The message from higher ups at Oracle that anything less than total prioritization of Israeli interests is unwelcome behavior appears to be reinforced through the company’s human resources department. An anonymous Substack, Oracle For Palestine, written by a group of Oracle employees, claims that that “our leadership’s unquestioning public support for Israel” has led to a failure of the company to address the one-sided political positions taken by top management and the discrimination faced by employees who don’t share the political views of management.
“In response to legitimate concerns, many of us have been referred to internal mental health resources rather than having those concerns addressed appropriately,” said the group in a post last year.

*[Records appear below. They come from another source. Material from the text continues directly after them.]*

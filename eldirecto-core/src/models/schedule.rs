use serde::{Deserialize, Serialize};
use std::collections::HashSet;
use std::fmt;

use super::{new_record_id, ContentSnapshot, Ordered, Record};
use crate::collection::CollectionKind;
use crate::error::ContentError;
use crate::ordering::{self, OrderPatch};

/// Reference to the branch a schedule row belongs to.
#[derive(Debug, Clone, PartialEq, Eq, Hash, Serialize, Deserialize)]
pub struct BranchRef {
    pub id: String,
    pub name: String,
}

impl BranchRef {
    pub fn new(id: impl Into<String>, name: impl Into<String>) -> Self {
        Self {
            id: id.into(),
            name: name.into(),
        }
    }
}

/// Opening hours for one day label at one branch.
#[derive(Debug, Clone, PartialEq, Eq, Serialize, Deserialize)]
#[serde(rename_all = "camelCase")]
pub struct ScheduleEntry {
    pub id: String,
    #[serde(rename = "branchRef")]
    pub branch: BranchRef,
    pub day_label: String,
    pub hours_text: String,
    #[serde(default)]
    pub order: u32,
}

impl ScheduleEntry {
    pub fn new(
        branch: BranchRef,
        day_label: impl Into<String>,
        hours_text: impl Into<String>,
    ) -> Self {
        Self {
            id: new_record_id(),
            branch,
            day_label: day_label.into(),
            hours_text: hours_text.into(),
            order: 0,
        }
    }
}

impl Record for ScheduleEntry {
    const KIND: CollectionKind = CollectionKind::Schedule;

    fn id(&self) -> &str {
        &self.id
    }

    fn records(snapshot: &ContentSnapshot) -> &[Self] {
        &snapshot.schedule
    }

    fn replace_all(snapshot: &mut ContentSnapshot, records: Vec<Self>) {
        snapshot.schedule = records;
    }

    fn check(records: &[Self]) -> Result<(), ContentError> {
        let mut seen = HashSet::new();
        for entry in records {
            let key = (entry.branch.id.as_str(), entry.day_label.trim().to_lowercase());
            if !seen.insert(key) {
                return Err(ContentError::DuplicateDayLabel {
                    branch: entry.branch.name.clone(),
                    day: entry.day_label.clone(),
                });
            }
        }
        Ok(())
    }

    fn compact(records: &mut [Self]) -> Vec<OrderPatch> {
        ordering::compact(records)
    }
}

impl Ordered for ScheduleEntry {
    fn order(&self) -> u32 {
        self.order
    }

    fn set_order(&mut self, order: u32) {
        self.order = order;
    }

    fn group_key(&self) -> &str {
        &self.branch.id
    }
}

impl fmt::Display for ScheduleEntry {
    fn fmt(&self, f: &mut fmt::Formatter<'_>) -> fmt::Result {
        write!(f, "{:<12} {}", self.day_label, self.hours_text)
    }
}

Catz’s comments as well as the anecdote about Oracle staff being referred to mental health resources were all celebrated in a Times of Israel blog post by Oracle employee Ivan Bassov.
“Oracle has been refreshingly clear and consistent under the leadership of our CEO, Safra Catz,” wrote Bassov. “She has repeatedly articulated both her personal commitment and Oracle’s commitment to Israel.”
Bassov appeared to corroborate the anonymous Substack’s claims and endorsed Oracle’s treatment of his “anti-Israel” colleagues, writing, “Well, if sending these ‘activists’ to therapy instead of resetting the company’s moral compass counts as ‘repression,’ then maybe the company’s judgment was sounder than they think.”
Earlier this week, Responsible Statecraft reported on a leaked email from the hacked email account of former Israeli Prime Minister Ehud Barak. “We have all been horrified by the growth of the BDS movement in college campuses and have concluded that we have to fight this battle before the kids even get to college,” said an email appearing to originate from Catz to Barak in 2015. “We believe that we have to embed the love and respect for Israel in the American culture.”
Sources familiar with the matter “could not confirm the authenticity of the email” and Oracle declined to comment about Catz’s statements. However, review of Catz’s public statements, as well as those from another executive at Oracle, reveal similar biases in favor of Israel and even clearer expressions of Oracle’s prioritization of Israel over any other countries or corporate interests.The track record of Oracle executives demanding commitment to Israel from staff around the world raises a number of questions:
How does Oracle address situations in which U.S. interests, or the interests of any other country in which the company operates, are in conflict with Israel's interests?
Will these statements of unequivocal support for Israel translate into restrictions on speech critical of Israel on TikTok under Oracle’s ownership?
An Oracle spokesperson did not respond to these questions.